Open Web Ninja runs 30+ real-time data APIs — e-commerce, social media, real estate, job markets, finance. Their clients are developers and businesses that need structured data delivered reliably, on demand. The proxy layer is what makes that possible at scale.
Over three years, API call volume grew 10x. PrivateProxy’s rotating datacenter proxies carried the largest share of that traffic the entire time.
The Challenge: Scaling Data APIs While Maintaining Predictable Latency
When you sell data APIs, downtime isn’t an internal problem — it’s your customers’ problem. Open Web Ninja serves 50,000+ clients. If the infrastructure behind the APIs slows down or stops, those clients feel it immediately.
Three things made building that infrastructure harder than expected.
Sources push back fast
Any service pulling data at volume will eventually hit rate limits and blocks. That’s not a bug in the plan — it’s the baseline assumption. The question is how reliably the proxy layer handles it without manual intervention every time a new edge case appears.
Different targets behave differently
One API endpoint works fine with a given configuration. Another doesn’t. A proxy provider that handles this variety quietly — without the engineering team having to tune around it constantly — is worth more than one that’s fast on paper.

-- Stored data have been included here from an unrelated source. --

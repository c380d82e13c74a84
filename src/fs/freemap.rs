use bitvec::prelude::*;

use crate::{
    disk::{Disk, NUM_SECTORS, SectorAddr},
    fs::{error::Result, open_file::OpenFile},
};

/// Size of the bitmap file's contents: one bit per sector.
pub const FREE_MAP_FILE_SIZE: usize = NUM_SECTORS / 8;

/// The free-sector bitmap. A set bit means the sector is allocated.
///
/// The map is persisted as a regular file whose header lives at a well-known
/// sector; every mutating filesystem operation fetches it, updates it and
/// writes it through.
#[derive(Clone)]
pub struct FreeMap {
    bits: BitBox<u8, Lsb0>,
}

impl FreeMap {
    /// Constructs a map with every sector free.
    pub fn new() -> Self {
        Self {
            bits: bitbox![u8, Lsb0; 0; NUM_SECTORS],
        }
    }

    pub(crate) fn as_bytes(&self) -> &[u8] {
        self.bits.as_raw_slice()
    }

    pub(crate) fn from_bytes(bytes: &[u8]) -> Self {
        let bits: BitVec<u8, Lsb0> = BitVec::from_slice(bytes);
        Self {
            bits: bits.into_boxed_bitslice(),
        }
    }

    /// Reads the map out of its backing file.
    pub fn fetch_from(disk: &impl Disk, file: &OpenFile) -> Result<Self> {
        let mut bytes = [0u8; FREE_MAP_FILE_SIZE];
        file.read_at(disk, &mut bytes, 0)?;
        Ok(Self::from_bytes(&bytes))
    }

    /// Writes the map through to its backing file.
    pub fn write_back(&self, disk: &mut impl Disk, file: &OpenFile) -> Result<()> {
        file.write_at(disk, self.as_bytes(), 0)?;
        Ok(())
    }

    /// Marks a sector allocated.
    pub fn mark(&mut self, sector: SectorAddr) {
        self.bits.set(sector as usize, true);
    }

    /// Marks a sector free.
    ///
    /// # Panics
    /// Panics if the sector was not allocated.
    pub fn clear(&mut self, sector: SectorAddr) {
        assert!(self.bits[sector as usize], "sector {sector} is not allocated");
        self.bits.set(sector as usize, false);
    }

    /// Checks whether a sector is allocated.
    pub fn test(&self, sector: SectorAddr) -> bool {
        self.bits[sector as usize]
    }

    /// Claims the lowest free sector, returning its address.
    /// Returns `None` if every sector is allocated.
    pub fn find_and_set(&mut self) -> Option<SectorAddr> {
        let sector = self.bits.iter_zeros().next()?;
        self.bits.set(sector, true);
        Some(sector as SectorAddr)
    }

    /// Returns the number of free sectors.
    pub fn count_clear(&self) -> usize {
        self.bits.count_zeros()
    }
}

impl Default for FreeMap {
    fn default() -> Self {
        Self::new()
    }
}
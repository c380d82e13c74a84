use std::cell::Cell;

/// The timer collaborator's tick counter: monotonic, in arbitrary ticks.
/// The scheduler holds a shared handle and only ever reads it; the timer
/// driver advances it.
#[derive(Default)]
pub struct Clock {
    ticks: Cell<i64>,
}

impl Clock {
    pub fn new() -> Self {
        Self::default()
    }

    pub fn now(&self) -> i64 {
        self.ticks.get()
    }

    pub fn advance(&self, ticks: i64) {
        self.ticks.set(self.ticks.get() + ticks);
    }
}

/// The shared preemption request cell.
///
/// The scheduler only ever raises it; the timer interrupt handler takes it
/// and, when raised, yields the running thread.
#[derive(Default)]
pub struct PreemptFlag {
    raised: Cell<bool>,
}

impl PreemptFlag {
    pub fn new() -> Self {
        Self::default()
    }

    pub fn raise(&self) {
        self.raised.set(true);
    }

    pub fn is_raised(&self) -> bool {
        self.raised.get()
    }

    /// Consumes the request, returning whether it was raised.
    pub fn take(&self) -> bool {
        self.raised.replace(false)
    }
}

Average latency is the wrong metric
Adam Ben-Ayoun, Co-Founder & CTO, is precise about this: variance is what breaks API products. A response that takes 50ms one time and 3 seconds the next is worse than one that consistently takes 200ms. Clients notice the spikes, not the average.
The Solution: Rotating Datacenter Proxy Configuration for High-Throughput API Delivery
Open Web Ninja runs multiple proxy providers at the same time. That’s a deliberate architecture decision — more IP coverage, and if one provider has a problem, the others absorb the traffic automatically.
Within that stack, PrivateProxy handles the most volume
| Parameter | Value |
|---|---|
| Proxy type | Datacenter Rotating |
| Stack position | Primary provider by API call volume |
| Failover | Multi-provider with automatic redistribution |
| Support channel | Dedicated Slack |
| Custom setups | Available on request |
The team evaluates new providers the same way every time: start small, run it against real traffic, scale only if it holds. PrivateProxy went through that process three years ago and has been the primary provider since.
On why datacenter specifically — the team’s words: “big fans for reliability and speed reasons.” For a high-throughput API business where predictable latency matters more than IP diversity, rotating datacenter proxies were the right fit.
Technical Implementation
Proxies sit at the API infrastructure layer. Every outbound request routes through the pool; rotation runs per request to distribute load across IP ranges.
Python
import requests
PROXY_HOST = "dc.privateproxy.me"
PROXY_PORT = 10000
PROXY_USER = "your_username"
PROXY_PASS = "your_password"
proxies = {
"http": f"http://{PROXY_USER}:{PROXY_PASS}@{PROXY_HOST}:{PROXY_PORT}",
"https": f"http://{PROXY_USER}:{PROXY_PASS}@{PROXY_HOST}:{PROXY_PORT}",
}
response = requests.get("https://target-source.com/data", proxies=proxies, timeout=10)
At high concurrency, connection pooling reduces per-request TCP overhead. For 50,000+ clients making simultaneous API calls, that adds up.
The Results: 10x Growth With Proxy Infrastructure That Kept Up
| Metric | Value |
|---|---|
| API call volume | 10x growth over 3 years |
| Clients | 50,000+ |
| Support response | <30 min on weekdays via Slack |
| Provider position | Largest traffic share in the stack |
| Issues | Rare — resolved quickly |
“We’re not afraid of any unpleasant surprises, no matter how fast we’re growing. The infrastructure just keeps up.”
“It’s not even the time it takes you to reply. It’s the level of involvement in the issues and trying to solve things. That’s where you’re better than the rest.”